The uniformed services are involved in air, land and sea anti-drug
support operations. The Navy and the Coast Guard work the waterways,
and Air Force pilots in F-16s fly in hot pursuit of drug-smuggling
pilots in their Cessnas. Special operations forces are on the ground
in Central and South America, advising host government forces on
counterinsurgency techniques. They also are active within U.S. borders.
According to Brian Sheridan, principal deputy assistant secretary
of defense for special operations, they play a support role in making
“America’s citizens safe by substantially reducing drug-related
crime and violence.”
In a statement to Congress, Sheridan indicated that $95 million
was spent in 1999 supporting domestic law enforcement with excess
military equipment and foreign-language translators. The Defense
Department funded schoolhouse-training programs provided to domestic
law enforcement personnel.
The U.S. National Guard has 126 rotary and fixed-wing aircraft
dedicated to fighting in the drug war. A National Guard official
who requested anonymity indicated that, “We have 116 OH-58
helicopters and 10 C-26 fixed-wing aircraft, which are the Guard’s
counter-drug assets.” They are deployed in 32 states across
the United States for counter-drug operations. The Guard also is
looking at new technologies such as unmanned aerial vehicles to
use in domestic drug operations.
Dyncorp, a government contractor, in Reston, Va., provides the
State and Justice Departments with a one-stop-shop, counter-drug
support expertise. The company supports drug-war operations at both
the front and back ends—from airborne crop-dusting in Colombia,
to asset forfeiture experts who work at 385 Justice Department sites
in the United States.
Dyncorp operates in obscure places such as the Peruvian naval base
in Pucalpa and the jungles of Colombia—where the drugs are
produced and shipped. The company is working currently under a $316
million contract for assistance and management of the Justice Department’s
“asset forfeiture program.” According to a Dyncorp spokesman,
most of the 1,000 staff members in the program hold “secret”
clearances and have been involved in more than 60,000 asset seizures
in the United States. Among other things, they provide “criminal-intelligence
collection and analysis, forensic support and asset identification
and tracking.”
Contractors such as Dyncorp and MPRI (based in Alexandria, Va.)
frequently are caricatured by the news media as “mercenaries”
run amok in the war on drugs. In a recent interview, a senior U.S.
State Department official bemoaned the fact that, “Dyncorp
and the State Department have unfairly become a stalking horse for
criticism of Plan Colombia. ... All I can say is that most of the
Dyncorp employees down there in Colombia are from Colombia and very
few are American. For their security, [all I can say is that] this
is a nuts-and-bolts support contract, nothing more.”

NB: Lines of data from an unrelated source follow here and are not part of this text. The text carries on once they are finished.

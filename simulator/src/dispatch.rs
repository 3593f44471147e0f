use crate::CombatPhase;

#[derive(Clone, Debug)]
pub enum DispatchableEvent {
    Log(String),
    Error(String),
    Warning(String),
    RoomEntered(u32, String),
    CombatFinished(CombatPhase),
    RewardChosen(Option<String>),
    CardRemoved(String),
    RunFinished(String),
}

“Everyone calls us mercenaries, but not one person at MPRI
carries a gun, “ said Ed Soyster, a retired Army general and
MPRI spokesman. “The lieutenant general with a mission has
a hell of a lot more latitude than we do. We are held to the letter
of the law and, besides, we want to get paid. If we don’t
meet contract terms, we don’t get paid. The contract is the
failsafe for abuses. In addition, we are able to do many things
that free up the guys in uniform.” For example, MPRI manages
the Army’s ROTC program at 217 universities in the United
States.
MPRI is seeking new business opportunities from domestic law enforcement
agencies, said Soyster. “Law enforcement guys like to talk
to ‘cops’, not generals.” The company is assembling
retired and second-career law enforcement officials, such as police
chiefs and ex-drug enforcement agents, to develop “change
strategies” for the drug war.
For every step forward in the drug war, there seems to be an equivalent
step backward, officials said. The total tonnage of illicit drugs
interdicted must be measured against gross amounts that make it
into the country. According to Coast Guard Adm. Terry Cross, the
intelligence community provides classified estimates of total drug
flow into the United States. “We interdicted 11 percent of
the total amount of cocaine in 2000, which was about 60 metric tons,”
he said. “It doesn’t sound like a lot in terms of percentage
of the total, but measured in street value, it’s a lot of
money.”
Drug seizure statistics provided by the U.S. government should
be viewed carefully, said Tree, the military historian. “They
capture those who are dumb enough to get caught. After three decades
of this, we are worse off according to all public health indicators
and statistics than we’ve ever been. If you argue with their
numbers or want to change the paradigm from law enforcement to public
health, they label you as a ‘legalizer.’”
One questionable U.S. policy, according to Lynch, is the practice
that encourages a U.S. Navy warship to hoist the Coast Guard flag
before firing on a craft suspected of carrying drugs—with
the rationale that a Navy ship flying the Coast Guard flag has transformed
into a Coast Guard vessel for purposes of meeting the limitations
of Posse Comitatus. It comes perilously close to the military making
arrests,” said Lynch. “These drug policies have generated
so many obscure rules on the books that dangerous games like this
can be played.” He also questioned why the Coast Guard is
operating in waters that are far away from U.S. borders.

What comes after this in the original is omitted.